Shares of Yelp (NYSE: YELP) surged higher on Friday after financial results for the second quarter of 2022 beat expectations and management raised guidance for the rest of the year. As of 1:30 p.m. ET, Yelp stock was up 21%. And don’t look now, but with today’s gains, Yelp stock is actually beating the market average over the past year.
Yelp is a local-business review platform, with 99% of 2021 revenue coming from the U.S. and 95% of total revenue was generated through advertisements. Many companies that generate revenue this way struggled in the second quarter. But not so for Yelp. The company generated net revenue of $299 million, up 16% year over year and far ahead of the $290 million at the high end of management’s guidance.
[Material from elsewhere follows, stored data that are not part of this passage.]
//! Build entry point: `buildsln [-c debug|release]`
use buildrun::{Entry, exit_status, init_tracing};

fn main() {
    init_tracing();
    let tokens: Vec<String> = std::env::args().skip(1).collect();
    std::process::exit(exit_status(Entry::Build.execute(&tokens)));
}
use std::process::ExitStatus;

use crate::error::Result;
use crate::exit_code;

use super::LaunchCommand;

/// Runs a [`LaunchCommand`] to completion and reports its exit status.
pub trait CommandExecutor {
    fn execute(&self, command: &LaunchCommand) -> Result<i32>;
}

/// Spawns real processes, one at a time.
#[derive(Debug, Default, Clone, Copy)]
pub struct SystemExecutor;

impl CommandExecutor for SystemExecutor {
    fn execute(&self, command: &LaunchCommand) -> Result<i32> {
        tracing::info!("Executing: {}", command.to_shell_command());
        if let Some(dir) = command.working_dir() {
            tracing::debug!("Working directory: {}", dir.display());
        }

        let status = command.execute()?;
        let code = status_code(status);
        tracing::debug!("{} exited with {}", command.program, code);
        Ok(code)
    }
}

/// Prints commands instead of running them; every command "succeeds".
#[derive(Debug, Default, Clone, Copy)]
pub struct DryRunExecutor;

impl CommandExecutor for DryRunExecutor {
    fn execute(&self, command: &LaunchCommand) -> Result<i32> {
        println!("{}", command.to_shell_command());
        if let Some(dir) = command.working_dir() {
            println!("Working directory: {}", dir.display());
        }
        Ok(exit_code::SUCCESS)
    }
}

/// Exit code of a finished child. A child killed by a signal reports failure.
pub fn status_code(status: ExitStatus) -> i32 {
    status.code().unwrap_or(exit_code::FAILURE)
}
use std::fmt;

use serde::Serialize;

/// Host operating systems the launcher knows how to drive.
#[derive(Debug, Clone, Copy, PartialEq, Eq, Hash, Serialize)]
#[serde(rename_all = "lowercase")]
pub enum Platform {
    Windows,
    Linux,
    MacOs,
}

impl Platform {
    /// Map an OS identifier (as in `std::env::consts::OS`) to a platform.
    pub fn from_os(os: &str) -> Option<Self> {
        match os {
            "windows" => Some(Platform::Windows),
            "linux" => Some(Platform::Linux),
            "macos" => Some(Platform::MacOs),
            _ => None,
        }
    }

    /// Suffix of executables produced by the native toolchain.
    pub fn exe_suffix(&self) -> &'static str {
        match self {
            Platform::Windows => ".exe",
            Platform::Linux | Platform::MacOs => "",
        }
    }
}

impl fmt::Display for Platform {
    fn fmt(&self, f: &mut fmt::Formatter<'_>) -> fmt::Result {
        f.write_str(match self {
            Platform::Windows => "windows",
            Platform::Linux => "linux",
            Platform::MacOs => "macos",
        })
    }
}

/// Platform identity of the running process, fixed at construction.
///
/// An unrecognized host has no platform and all three predicates are false.
#[derive(Debug, Clone, Copy, PartialEq, Eq, Serialize)]
pub struct Host {
    os: &'static str,
    platform: Option<Platform>,
}

impl Host {
    pub fn detect() -> Self {
        Self::from_os(std::env::consts::OS)
    }

    pub fn from_os(os: &'static str) -> Self {
        let platform = Platform::from_os(os);
        if platform.is_none() {
            tracing::warn!("Unsupported host platform: {}", os);
        }
        Self { os, platform }
    }

    pub fn platform(&self) -> Option<Platform> {
        self.platform
    }

    pub fn os(&self) -> &'static str {
        self.os
    }

    pub fn is_windows(&self) -> bool {
        self.platform == Some(Platform::Windows)
    }

    pub fn is_linux(&self) -> bool {
        self.platform == Some(Platform::Linux)
    }

    pub fn is_macos(&self) -> bool {
        self.platform == Some(Platform::MacOs)
    }

    /// Executable suffix for this host; unsupported hosts use none.
    pub fn exe_suffix(&self) -> &'static str {
        self.platform.map(|p| p.exe_suffix()).unwrap_or("")
    }
}
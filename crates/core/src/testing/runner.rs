use std::path::{Path, PathBuf};

use crate::{
    args::TestSelector,
    command::CommandExecutor,
    error::{Error, Result},
    exit_code,
    settings::Context,
    toolchain::Toolchain,
    types::BuildConfig,
};

use super::discovery::discover_test_binaries;

#[derive(Debug, Clone, PartialEq, Eq)]
pub enum TestOutcome {
    /// Every executed binary exited zero. `ran` may be zero.
    Passed { ran: usize },
    /// The first binary that exited nonzero; nothing after it was run.
    Failed { binary: PathBuf, status: i32 },
}

/// Runs test binaries from the debug output tree, one at a time.
pub struct TestRunner<'a> {
    ctx: &'a Context,
    toolchain: &'a dyn Toolchain,
    executor: &'a dyn CommandExecutor,
}

impl<'a> TestRunner<'a> {
    pub fn new(
        ctx: &'a Context,
        toolchain: &'a dyn Toolchain,
        executor: &'a dyn CommandExecutor,
    ) -> Self {
        Self {
            ctx,
            toolchain,
            executor,
        }
    }

    /// `<cwd>/<output_root>/Debug`
    pub fn test_root(&self) -> PathBuf {
        self.ctx
            .output_root()
            .join(BuildConfig::Debug.output_dir())
    }

    /// `<test_root>/<unit>_tests/<unit>_tests<exe-suffix>`
    pub fn unit_path(&self, unit: &str) -> PathBuf {
        let name = format!("{unit}_tests");
        self.test_root()
            .join(&name)
            .join(format!("{name}{}", self.ctx.host.exe_suffix()))
    }

    /// Run the selected tests and map the result to a process status.
    ///
    /// Any failing binary reports [`exit_code::TEST_FAILED`], never the
    /// binary's own status, so it cannot collide with the not-found status.
    pub fn run(&self, selector: &TestSelector) -> Result<Option<i32>> {
        let outcome = match selector {
            TestSelector::None => return Ok(None),
            TestSelector::Unit(unit) => self.run_unit(unit)?,
            TestSelector::All => self.run_all()?,
        };
        let code = match outcome {
            TestOutcome::Passed { .. } => exit_code::SUCCESS,
            TestOutcome::Failed { .. } => exit_code::TEST_FAILED,
        };
        Ok(Some(code))
    }

    pub fn run_unit(&self, unit: &str) -> Result<TestOutcome> {
        let path = self.unit_path(unit);
        if !path.is_file() {
            eprintln!("Test not found: {}", path.display());
            return Err(Error::TestNotFound(path));
        }

        let status = self.run_binary(&path)?;
        Ok(self.outcome(path, status, 1))
    }

    /// Walk the debug output tree, stopping at the first failing binary.
    pub fn run_all(&self) -> Result<TestOutcome> {
        let root = self.test_root();
        let suffix = self.ctx.host.exe_suffix();
        let mut ran = 0;

        for binary in discover_test_binaries(&root, suffix) {
            let status = self.run_binary(&binary)?;
            ran += 1;
            if status != exit_code::SUCCESS {
                return Ok(self.outcome(binary, status, ran));
            }
        }

        if ran == 0 {
            tracing::info!("No test binaries under {}", root.display());
        }
        Ok(TestOutcome::Passed { ran })
    }

    fn run_binary(&self, binary: &Path) -> Result<i32> {
        println!("Running: {}", binary.display());
        let command = self.toolchain.test_command(self.ctx, binary);
        self.executor.execute(&command)
    }

    fn outcome(&self, binary: PathBuf, status: i32, ran: usize) -> TestOutcome {
        if status == exit_code::SUCCESS {
            return TestOutcome::Passed { ran };
        }
        let name = binary
            .file_name()
            .map(|n| n.to_string_lossy().into_owned())
            .unwrap_or_else(|| binary.display().to_string());
        eprintln!("Test failed: {name}");
        tracing::error!("{} exited with status {}", binary.display(), status);
        TestOutcome::Failed { binary, status }
    }
}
Perhaps most surprising about Yelp’s results was that ad clicks were down 11% year over year. Looked at in isolation, this is a bad thing — ideally, clicks would go up and up. However, Yelp’s ad monetization is improving, meaning it’s making more per click. Q2 cost per click was up a whopping 32% year over year, which led to the revenue increase.
Yelp is an under-followed small-cap stock. Evercore ISI analyst Shweta Khajuria raised Yelp stock’s price target from $35 per share to $41 per share, according to The Fly. But other than this, Wall Street didn’t take much notice. However, if the company can continue improving its monetization like it did in Q2, that could quickly change.
With the Q2 report, Yelp raised its full-year guidance by $20 million to a range of $1.18 billion to $1.2 billion. This is about 15% year-over-year growth on the low end and suggests its monetization strategy is expected to keep working for the remainder of 2022.
Of final import for investors is Yelp’s solid financial footing. In Q2, its net income doubled to $8 million. And it has $421 million in cash and equivalents with no debt. Therefore, it’s in a great position going forward.